The rate of penetration by the femoral head was highest in the first two postoperative years and then decreased with time (Fig. 7). This rate was calculated as the total amount of penetration divided by the duration that the component had been in situ. A high initial rate of penetration reflected bedding-in. Although bedding-in occurred only during the initial postoperative years, its effects were reflected in the calculations of the rate of penetration throughout the life of the implant; in other words, the inclusion of initial bedding-in in subsequent calculations caused all subsequent annual rates of penetration to increase.

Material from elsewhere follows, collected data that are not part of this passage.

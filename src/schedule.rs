//! The top-level parallel scheduler.
//!
//! Accepts a collection of independent evaluation requests (targets and
//! aliases), drives them concurrently over one [`Session`], and aggregates
//! every terminal failure into a [`BuildReport`] instead of stopping at the
//! first. The scheduler is best-effort maximal: any rule whose full resolved
//! dependency set is ready becomes eligible immediately, independent of
//! unrelated subtrees; the only global brake is the session's concurrency
//! bound and, in fail-fast mode, the stop flag that prevents new leaf
//! actions from starting while running ones finish naturally.

use std::fmt;
use std::sync::Arc;

use camino::Utf8PathBuf;
use tokio::task::JoinSet;
use tracing::{debug, error, info};

use crate::errors::BuildError;
use crate::eval::Session;
use crate::exec::ExecMode;
use crate::graph::BuildGraph;
use crate::path::BuildPath;

/// A top-level thing to bring up to date.
#[derive(Clone, Debug)]
pub enum Request {
    /// A concrete file target.
    Target(BuildPath),
    /// An alias looked up by name.
    Alias(String),
}

impl fmt::Display for Request {
    fn fmt(&self, f: &mut fmt::Formatter<'_>) -> fmt::Result {
        match self {
            Self::Target(path) => write!(f, "{path}"),
            Self::Alias(name) => write!(f, "alias '{name}'"),
        }
    }
}

/// Scheduler configuration.
#[derive(Clone, Debug)]
pub struct BuildOptions {
    /// Maximum number of concurrently running actions.
    pub jobs: usize,
    /// Action execution mode.
    pub mode: ExecMode,
    /// Stop starting new actions after the first failure.
    pub fail_fast: bool,
}

impl Default for BuildOptions {
    fn default() -> Self {
        Self {
            jobs: std::thread::available_parallelism().map_or(1, std::num::NonZero::get),
            mode: ExecMode::default(),
            fail_fast: false,
        }
    }
}

/// One terminal failure, tagged with the request that owned it.
#[derive(Debug)]
pub struct Failure {
    /// The request that failed.
    pub request: String,
    /// The failure itself.
    pub error: BuildError,
}

/// The aggregated result of one scheduler run.
#[derive(Debug, Default)]
pub struct BuildReport {
    /// Requests brought fully up to date.
    pub succeeded: Vec<String>,
    /// Requests that failed, with their errors.
    pub failures: Vec<Failure>,
    /// Requests skipped because fail-fast halted the build first.
    pub halted: Vec<String>,
    /// Highest number of actions observed running at once.
    pub jobs_peak: usize,
}

impl BuildReport {
    /// Whether every request completed without failure.
    #[must_use]
    pub fn is_success(&self) -> bool {
        self.failures.is_empty() && self.halted.is_empty()
    }
}

/// Drive `requests` to completion over a fresh session.
///
/// Independent requests run concurrently; leaf actions respect
/// `options.jobs`. In fail-fast mode, the first failure halts admission of
/// new actions while in-flight processes finish naturally. All collected
/// failures are reported together.
pub async fn run(
    graph: Arc<BuildGraph>,
    root: impl Into<Utf8PathBuf>,
    requests: Vec<Request>,
    options: &BuildOptions,
) -> BuildReport {
    let session = Arc::new(Session::new(
        Arc::clone(&graph),
        root,
        options.mode,
        options.jobs,
    ));
    info!(
        requests = requests.len(),
        jobs = options.jobs,
        fail_fast = options.fail_fast,
        "starting build"
    );

    let fail_fast = options.fail_fast;
    let mut tasks: JoinSet<(String, Result<(), BuildError>)> = JoinSet::new();
    for request in requests {
        let session = Arc::clone(&session);
        let graph = Arc::clone(&graph);
        tasks.spawn(async move {
            let label = request.to_string();
            let result = match request {
                Request::Target(path) => session.require_path(&path).await,
                Request::Alias(name) => match graph.find_alias(&name) {
                    Some(alias) => session.require_alias(alias).await,
                    None => Err(BuildError::NoRuleToBuildTarget {
                        target: BuildPath::from(name),
                    }),
                },
            };
            if result.is_err() && fail_fast {
                session.halt();
            }
            (label, result)
        });
    }

    let mut report = BuildReport::default();
    while let Some(joined) = tasks.join_next().await {
        match joined {
            Ok((label, Ok(()))) => {
                debug!(request = %label, "request satisfied");
                report.succeeded.push(label);
            }
            Ok((label, Err(err))) if err.is_halt() => {
                debug!(request = %label, "request halted before completion");
                report.halted.push(label);
            }
            Ok((label, Err(err))) => {
                error!(request = %label, error = %err, "request failed");
                report.failures.push(Failure {
                    request: label,
                    error: err,
                });
            }
            Err(join_err) => {
                error!(error = %join_err, "evaluation task panicked");
                report.failures.push(Failure {
                    request: "internal".to_owned(),
                    error: BuildError::ActionExecutionFailure {
                        target: "internal".to_owned(),
                        detail: join_err.to_string(),
                    },
                });
            }
        }
    }
    report.jobs_peak = session.jobs_peak();
    info!(
        succeeded = report.succeeded.len(),
        failed = report.failures.len(),
        halted = report.halted.len(),
        jobs_peak = report.jobs_peak,
        "build finished"
    );
    report
}

#[cfg(test)]
mod tests {
    use super::*;
    use crate::exec::Action;
    use crate::expr::need_paths;
    use crate::graph::{GraphBuilder, TargetSpec};
    use crate::path::{PathSet, path_set};

    fn scratch() -> (tempfile::TempDir, Utf8PathBuf) {
        let dir = tempfile::tempdir().expect("tempdir");
        let root = Utf8PathBuf::from_path_buf(dir.path().to_path_buf()).expect("utf8 tempdir");
        (dir, root)
    }

    fn sleepy_rule(builder: &mut GraphBuilder, name: &str) {
        builder
            .register_rule(
                TargetSpec::Declared(path_set([name])),
                need_paths(PathSet::default()),
                Action::Command {
                    program: "sh".into(),
                    args: vec!["-c".into(), format!("sleep 0.2 && touch {name}")],
                },
            )
            .expect("register");
    }

    #[tokio::test]
    async fn parallel_bound_is_respected() {
        let (_guard, root) = scratch();
        let mut builder = GraphBuilder::new();
        let requests: Vec<Request> = (0..5)
            .map(|i| {
                let name = format!("t{i}");
                sleepy_rule(&mut builder, &name);
                Request::Target(BuildPath::from(name))
            })
            .collect();
        let graph = Arc::new(builder.freeze());
        let options = BuildOptions {
            jobs: 2,
            ..BuildOptions::default()
        };
        let report = run(graph, root, requests, &options).await;
        assert!(report.is_success(), "failures: {:?}", report.failures);
        assert!(
            report.jobs_peak <= 2,
            "bound exceeded: {} actions ran at once",
            report.jobs_peak
        );
    }

    #[tokio::test]
    async fn independent_branches_survive_a_failure() {
        let (_guard, root) = scratch();
        let mut builder = GraphBuilder::new();
        builder
            .register_rule(
                TargetSpec::Declared(path_set(["good"])),
                need_paths(PathSet::default()),
                Action::Command {
                    program: "touch".into(),
                    args: vec!["good".into()],
                },
            )
            .expect("register good");
        builder
            .register_rule(
                TargetSpec::Declared(path_set(["bad"])),
                need_paths(PathSet::default()),
                Action::Command {
                    program: "sh".into(),
                    args: vec!["-c".into(), "exit 1".into()],
                },
            )
            .expect("register bad");
        let graph = Arc::new(builder.freeze());
        let report = run(
            graph,
            root.clone(),
            vec![
                Request::Target("good".into()),
                Request::Target("bad".into()),
            ],
            &BuildOptions::default(),
        )
        .await;
        assert_eq!(report.succeeded, vec!["good".to_owned()]);
        assert_eq!(report.failures.len(), 1);
        assert_eq!(report.failures.first().map(|f| f.request.as_str()), Some("bad"));
        assert!(root.join("good").exists(), "independent output must remain");
    }

    #[tokio::test]
    async fn unknown_alias_is_reported() {
        let (_guard, root) = scratch();
        let graph = Arc::new(GraphBuilder::new().freeze());
        let report = run(
            graph,
            root,
            vec![Request::Alias("missing".into())],
            &BuildOptions::default(),
        )
        .await;
        assert_eq!(report.failures.len(), 1);
    }
}
//! Command line interface definitions.

use camino::Utf8PathBuf;
use clap::{Args, Parser, Subcommand};

/// An incremental build engine with dynamic dependencies.
#[derive(Parser, Debug, Clone, Default)]
#[command(name = "kumade", version, about)]
pub struct Cli {
    /// Rulefile to load, resolved relative to the working directory.
    #[arg(short = 'f', long = "file", default_value = "Kumadefile")]
    pub file: Utf8PathBuf,

    /// Change to this directory before doing anything.
    #[arg(short = 'C', long = "directory")]
    pub directory: Option<Utf8PathBuf>,

    /// Maximum number of concurrently running actions.
    #[arg(short = 'j', long = "jobs")]
    pub jobs: Option<usize>,

    /// Stop starting new actions after the first failure.
    #[arg(long)]
    pub fail_fast: bool,

    /// Stage action outputs in private scratch directories and verify the
    /// produced file set exactly.
    #[arg(long)]
    pub sandbox: bool,

    /// Enable debug logging.
    #[arg(short, long)]
    pub verbose: bool,

    /// Subcommand; defaults to `build`.
    #[command(subcommand)]
    pub command: Option<Commands>,
}

/// Available subcommands.
#[derive(Subcommand, Debug, Clone)]
pub enum Commands {
    /// Bring the requested targets or aliases up to date.
    Build(BuildArgs),
    /// List registered targets and aliases.
    Graph,
}

/// Arguments for the build subcommand.
#[derive(Args, Debug, Clone, Default)]
pub struct BuildArgs {
    /// Targets or alias names; defaults to every alias, or every target
    /// when no alias is registered.
    pub targets: Vec<String>,
}

#[cfg(test)]
mod tests {
    use super::*;

    #[test]
    fn top_level_flags_parse() {
        let cli = Cli::parse_from(["kumade", "-j", "4", "--fail-fast"]);
        assert_eq!(cli.jobs, Some(4));
        assert!(cli.fail_fast);
        assert!(cli.command.is_none());
    }

    #[test]
    fn explicit_targets_are_collected() {
        let cli = Cli::parse_from(["kumade", "build", "a.o", "test"]);
        let Some(Commands::Build(args)) = cli.command else {
            panic!("expected build subcommand");
        };
        assert_eq!(args.targets, ["a.o", "test"]);
    }
}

The data on penetration in the groups managed with the first-generation components revealed wide variations in individual responses. Predictably, however, the mean amount of penetration by the femoral head increased steadily with time in all three groups. Therefore, we used multiple linear regression analysis to model the data on penetration as a separate line for each type of cup and to determine the slopes and intercepts for these lines (Fig. 8). This relationship between time and penetration by the head was significant (p < 0.001 and r2 = 0.33). The r2 value indicated that the linear model was able to account for 33 percent of the variation in the data on penetration.

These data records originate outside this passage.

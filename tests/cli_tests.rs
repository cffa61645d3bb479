//! End-to-end tests driving the `kumade` binary against real rulefiles.

use assert_cmd::Command;
use camino::Utf8PathBuf;
use predicates::prelude::*;

fn scratch() -> (tempfile::TempDir, Utf8PathBuf) {
    let dir = tempfile::tempdir().expect("tempdir");
    let root = Utf8PathBuf::from_path_buf(dir.path().to_path_buf()).expect("utf8 tempdir");
    (dir, root)
}

fn kumade(root: &Utf8PathBuf) -> Command {
    let mut cmd = Command::cargo_bin("kumade").expect("binary");
    cmd.current_dir(root);
    cmd
}

fn write_rulefile(root: &Utf8PathBuf, text: &str) {
    std::fs::write(root.join("Kumadefile"), text).expect("write rulefile");
}

#[test]
fn builds_a_declared_target() {
    let (_guard, root) = scratch();
    std::fs::write(root.join("greeting.in"), "hello\n").expect("seed input");
    write_rulefile(
        &root,
        "rules:\n\
         \x20 - targets: [greeting.out]\n\
         \x20   deps: [greeting.in]\n\
         \x20   copy: { src: greeting.in, dest: greeting.out }\n",
    );

    kumade(&root)
        .args(["build", "greeting.out"])
        .assert()
        .success();

    let copied = std::fs::read_to_string(root.join("greeting.out")).expect("output");
    assert_eq!(copied, "hello\n");
}

#[test]
fn second_invocation_is_a_no_op() {
    let (_guard, root) = scratch();
    std::fs::write(root.join("src.txt"), "v1\n").expect("seed input");
    write_rulefile(
        &root,
        "rules:\n\
         \x20 - targets: [out.txt]\n\
         \x20   deps: [src.txt]\n\
         \x20   command: \"sh -c 'echo ran >> runs.log && cp src.txt out.txt'\"\n",
    );

    kumade(&root).args(["build", "out.txt"]).assert().success();
    kumade(&root).args(["build", "out.txt"]).assert().success();

    let log = std::fs::read_to_string(root.join("runs.log")).expect("log");
    assert_eq!(log.lines().count(), 1, "clean rebuild must run nothing");
}

#[test]
fn stdout_capture_produces_the_declared_file() {
    let (_guard, root) = scratch();
    write_rulefile(
        &root,
        "rules:\n\
         \x20 - command: echo generated\n\
         \x20   stdout_to: banner.txt\n",
    );

    kumade(&root).arg("build").assert().success();

    let banner = std::fs::read_to_string(root.join("banner.txt")).expect("captured");
    assert_eq!(banner.trim(), "generated");
}

#[test]
fn default_invocation_builds_registered_aliases() {
    let (_guard, root) = scratch();
    write_rulefile(
        &root,
        "rules:\n\
         \x20 - targets: [a.out]\n\
         \x20   command: touch a.out\n\
         \x20 - targets: [b.out]\n\
         \x20   command: touch b.out\n\
         aliases:\n\
         \x20 - name: all\n\
         \x20   deps: [a.out, b.out]\n",
    );

    kumade(&root).assert().success();

    assert!(root.join("a.out").exists());
    assert!(root.join("b.out").exists());
}

#[test]
fn failing_action_yields_a_failure_exit() {
    let (_guard, root) = scratch();
    write_rulefile(
        &root,
        "rules:\n\
         \x20 - targets: [never.out]\n\
         \x20   command: \"sh -c 'echo boom >&2; exit 3'\"\n",
    );

    kumade(&root)
        .args(["build", "never.out"])
        .assert()
        .failure()
        .stderr(predicate::str::contains("never.out"));
}

#[test]
fn undeclared_output_is_a_mismatch() {
    let (_guard, root) = scratch();
    write_rulefile(
        &root,
        "rules:\n\
         \x20 - targets: [right.out]\n\
         \x20   command: \"sh -c 'touch wrong.out'\"\n",
    );

    kumade(&root)
        .args(["build", "right.out"])
        .assert()
        .failure()
        .stderr(predicate::str::contains("right.out"));
}

#[test]
fn graph_subcommand_lists_targets_and_aliases() {
    let (_guard, root) = scratch();
    write_rulefile(
        &root,
        "rules:\n\
         \x20 - targets: [main.o]\n\
         \x20   command: touch main.o\n\
         aliases:\n\
         \x20 - name: all\n\
         \x20   deps: [main.o]\n",
    );

    kumade(&root)
        .arg("graph")
        .assert()
        .success()
        .stdout(predicate::str::contains("main.o").and(predicate::str::contains("all")));
    assert!(!root.join("main.o").exists(), "graph must not build");
}

#[test]
fn missing_rulefile_is_a_clean_error() {
    let (_guard, root) = scratch();
    kumade(&root)
        .arg("build")
        .assert()
        .failure()
        .stderr(predicate::str::contains("Kumadefile"));
}

#[test]
fn clean_build_succeeds_when_the_action_emits_its_own_depfile() {
    let (_guard, root) = scratch();
    std::fs::write(root.join("main.c"), "int main() {}\n").expect("seed source");
    std::fs::write(root.join("main.h"), "v1\n").expect("seed header");
    // No main.d yet: the compile step writes it, cc -MD style.
    write_rulefile(
        &root,
        "rules:\n\
         \x20 - targets: [main.out]\n\
         \x20   deps: [main.c]\n\
         \x20   depfile: main.d\n\
         \x20   command: \"sh -c 'echo main.out: main.c main.h > main.d && echo ran >> compile.log && touch main.out'\"\n",
    );

    kumade(&root).args(["build", "main.out"]).assert().success();
    assert!(root.join("main.d").exists(), "action must have emitted the depfile");

    // The depfile now feeds discovery: a header edit triggers a rebuild.
    std::thread::sleep(std::time::Duration::from_millis(60));
    std::fs::write(root.join("main.h"), "v2\n").expect("modify header");
    kumade(&root).args(["build", "main.out"]).assert().success();

    // And with nothing changed, the third invocation runs nothing.
    kumade(&root).args(["build", "main.out"]).assert().success();

    let log = std::fs::read_to_string(root.join("compile.log")).expect("log");
    assert_eq!(log.lines().count(), 2);
}

#[test]
fn depfile_discovery_rebuilds_on_header_changes() {
    let (_guard, root) = scratch();
    std::fs::write(root.join("main.c"), "int main() {}\n").expect("seed source");
    std::fs::write(root.join("main.h"), "v1\n").expect("seed header");
    std::fs::write(root.join("main.d"), "main.out: main.c main.h\n").expect("seed depfile");
    write_rulefile(
        &root,
        "rules:\n\
         \x20 - targets: [main.out]\n\
         \x20   deps: [main.c]\n\
         \x20   depfile: main.d\n\
         \x20   command: \"sh -c 'echo ran >> compile.log && touch main.out'\"\n",
    );

    kumade(&root).args(["build", "main.out"]).assert().success();
    // The header is only named by the depfile, never in `deps`.
    std::thread::sleep(std::time::Duration::from_millis(60));
    std::fs::write(root.join("main.h"), "v2\n").expect("modify header");
    kumade(&root).args(["build", "main.out"]).assert().success();

    let log = std::fs::read_to_string(root.join("compile.log")).expect("log");
    assert_eq!(
        log.lines().count(),
        2,
        "header change must trigger a rebuild"
    );
}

Analysis of true wear (slopes) and bedding-in (intercepts) indicated that the Harris-Galante cups performed better than the other two components (Fig. 8). The slope of 0.13 millimeter per year for the Arthropor components was significantly greater (p < 0.05) than the slope of 0.08 millimeter per year for both the Tri-Lock and the Harris-Galante components. The larger slope for the Arthropor components suggests that the true mean rate of wear in this group was greater than that in the other two groups of first-generation components. The components also had different intercept values; the intercept for the Tri-Lock group (0.33 millimeter) was greater than that for the Arthropor group (0.26 millimeter) and significantly greater than that for the Harris-Galante group (0.22 millimeter; p < 0.05).

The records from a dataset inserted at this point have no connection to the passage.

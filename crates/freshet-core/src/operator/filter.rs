//! Filter operators: one payload in, zero or one out.

use std::marker::PhantomData;
use std::sync::Arc;

use fxhash::FxHashMap;

use crate::message::{Data, Single};
use crate::operator::{
    key_router, validate_parallelism, ClosingFn, Collector, ConfigError, InputRouting, OpCommon,
    OpDescriptor, ReplicaContext, StreamOperator, UnaryLogic,
};

/// A stateless filter: tuples for which the predicate returns false are
/// dropped.
pub struct Filter<I, F> {
    predicate: F,
    key_route: Option<Arc<dyn Fn(&I) -> u64 + Send + Sync>>,
    common: OpCommon,
    _marker: PhantomData<fn(&I)>,
}

impl<I, F> Filter<I, F>
where
    I: Data,
    F: FnMut(&I) -> bool + Clone + Send + 'static,
{
    /// Creates a filter from `predicate`.
    pub fn new(predicate: F) -> Self {
        Self {
            predicate,
            key_route: None,
            common: OpCommon::new("filter"),
            _marker: PhantomData,
        }
    }

    /// Sets the diagnostic name.
    #[must_use]
    pub fn with_name(mut self, name: impl Into<String>) -> Self {
        self.common.name = name.into();
        self
    }

    /// Sets the number of worker replicas.
    #[must_use]
    pub fn with_parallelism(mut self, parallelism: usize) -> Self {
        self.common.parallelism = parallelism;
        self
    }

    /// Routes inputs by key.
    #[must_use]
    pub fn with_key_by<K, FK>(mut self, key: FK) -> Self
    where
        K: std::hash::Hash,
        FK: Fn(&I) -> K + Send + Sync + 'static,
    {
        self.key_route = Some(key_router(Arc::new(key)));
        self
    }

    /// Enables batched emission (0 = per-tuple).
    #[must_use]
    pub fn with_output_batch_size(mut self, size: usize) -> Self {
        self.common.output_batch_size = size;
        self
    }

    /// Installs a per-replica teardown callback.
    #[must_use]
    pub fn with_closing(mut self, f: impl Fn(&ReplicaContext) + Send + Sync + 'static) -> Self {
        self.common.closing = Some(Arc::new(f));
        self
    }
}

struct FilterLogic<I, F> {
    predicate: F,
    _marker: PhantomData<fn(&I)>,
}

impl<I, F> UnaryLogic<I, I> for FilterLogic<I, F>
where
    I: Data,
    F: FnMut(&I) -> bool + Send,
{
    fn on_tuple(&mut self, tuple: Single<I>, watermark: u64, out: &mut dyn Collector<I>) {
        if (self.predicate)(&tuple.payload) {
            out.emit(tuple.payload, tuple.identifier, tuple.timestamp, watermark);
        }
    }
}

impl<I, F> StreamOperator<I> for Filter<I, F>
where
    I: Data,
    F: FnMut(&I) -> bool + Clone + Send + 'static,
{
    type Out = I;

    fn descriptor(&self) -> OpDescriptor {
        OpDescriptor {
            name: self.common.name.clone(),
            op_type: "Filter",
            parallelism: self.common.parallelism,
            output_batch_size: self.common.output_batch_size,
            windowed: None,
        }
    }

    fn input_routing(&self) -> InputRouting<I> {
        match &self.key_route {
            Some(r) => InputRouting::KeyBy(Arc::clone(r)),
            None => InputRouting::Auto,
        }
    }

    fn validate(&self) -> Result<(), ConfigError> {
        validate_parallelism(&self.common)
    }

    fn build_replica(&self, _ctx: &ReplicaContext) -> Box<dyn UnaryLogic<I, I>> {
        Box::new(FilterLogic {
            predicate: self.predicate.clone(),
            _marker: PhantomData,
        })
    }

    fn closing(&self) -> Option<ClosingFn> {
        self.common.closing.clone()
    }
}

/// A keyed-stateful filter: the predicate sees the state slot of the
/// tuple's key.
pub struct KeyedFilter<I, K, S, FK, F> {
    key: Arc<FK>,
    predicate: F,
    common: OpCommon,
    _marker: PhantomData<fn(&I, K, S)>,
}

impl<I, K, S, FK, F> KeyedFilter<I, K, S, FK, F>
where
    I: Data,
    K: std::hash::Hash + Eq + Clone + Send + 'static,
    S: Default + Send + 'static,
    FK: Fn(&I) -> K + Send + Sync + 'static,
    F: FnMut(&I, &mut S) -> bool + Clone + Send + 'static,
{
    /// Creates a keyed-stateful filter; input routing is key-by.
    pub fn new(key: FK, predicate: F) -> Self {
        Self {
            key: Arc::new(key),
            predicate,
            common: OpCommon::new("keyed-filter"),
            _marker: PhantomData,
        }
    }

    /// Sets the diagnostic name.
    #[must_use]
    pub fn with_name(mut self, name: impl Into<String>) -> Self {
        self.common.name = name.into();
        self
    }

    /// Sets the number of worker replicas.
    #[must_use]
    pub fn with_parallelism(mut self, parallelism: usize) -> Self {
        self.common.parallelism = parallelism;
        self
    }

    /// Enables batched emission (0 = per-tuple).
    #[must_use]
    pub fn with_output_batch_size(mut self, size: usize) -> Self {
        self.common.output_batch_size = size;
        self
    }

    /// Installs a per-replica teardown callback.
    #[must_use]
    pub fn with_closing(mut self, f: impl Fn(&ReplicaContext) + Send + Sync + 'static) -> Self {
        self.common.closing = Some(Arc::new(f));
        self
    }
}

struct KeyedFilterLogic<I, K, S, FK, F> {
    key: Arc<FK>,
    predicate: F,
    states: FxHashMap<K, S>,
    _marker: PhantomData<fn(&I)>,
}

impl<I, K, S, FK, F> UnaryLogic<I, I> for KeyedFilterLogic<I, K, S, FK, F>
where
    I: Data,
    K: std::hash::Hash + Eq + Clone + Send,
    S: Default + Send,
    FK: Fn(&I) -> K + Send + Sync,
    F: FnMut(&I, &mut S) -> bool + Send,
{
    fn on_tuple(&mut self, tuple: Single<I>, watermark: u64, out: &mut dyn Collector<I>) {
        let key = (self.key)(&tuple.payload);
        let state = self.states.entry(key).or_default();
        if (self.predicate)(&tuple.payload, state) {
            out.emit(tuple.payload, tuple.identifier, tuple.timestamp, watermark);
        }
    }
}

impl<I, K, S, FK, F> StreamOperator<I> for KeyedFilter<I, K, S, FK, F>
where
    I: Data,
    K: std::hash::Hash + Eq + Clone + Send + 'static,
    S: Default + Send + 'static,
    FK: Fn(&I) -> K + Send + Sync + 'static,
    F: FnMut(&I, &mut S) -> bool + Clone + Send + 'static,
{
    type Out = I;

    fn descriptor(&self) -> OpDescriptor {
        OpDescriptor {
            name: self.common.name.clone(),
            op_type: "Keyed_Filter",
            parallelism: self.common.parallelism,
            output_batch_size: self.common.output_batch_size,
            windowed: None,
        }
    }

    fn input_routing(&self) -> InputRouting<I> {
        InputRouting::KeyBy(key_router(Arc::clone(&self.key)))
    }

    fn validate(&self) -> Result<(), ConfigError> {
        validate_parallelism(&self.common)
    }

    fn build_replica(&self, _ctx: &ReplicaContext) -> Box<dyn UnaryLogic<I, I>> {
        Box::new(KeyedFilterLogic {
            key: Arc::clone(&self.key),
            predicate: self.predicate.clone(),
            states: FxHashMap::default(),
            _marker: PhantomData,
        })
    }

    fn closing(&self) -> Option<ClosingFn> {
        self.common.closing.clone()
    }
}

The lower value for true wear of the Harris-Galante cups corresponds well with the excellent clinical results and low rates of osteolysis associated with these components that have been reported in the literature9,14.
Similar to the first-generation acetabular components, the second-generation (Duraloc) components had a wide variation in individual responses and an increase in the mean amount of penetration by the head over time. Inclusion of the data on the Duraloc components in the linear regression analysis of the first-generation components increased the r2 value incrementally to 0.36. This r2 value meant that the analysis was able to account for 36 percent of the variation in the data on penetration.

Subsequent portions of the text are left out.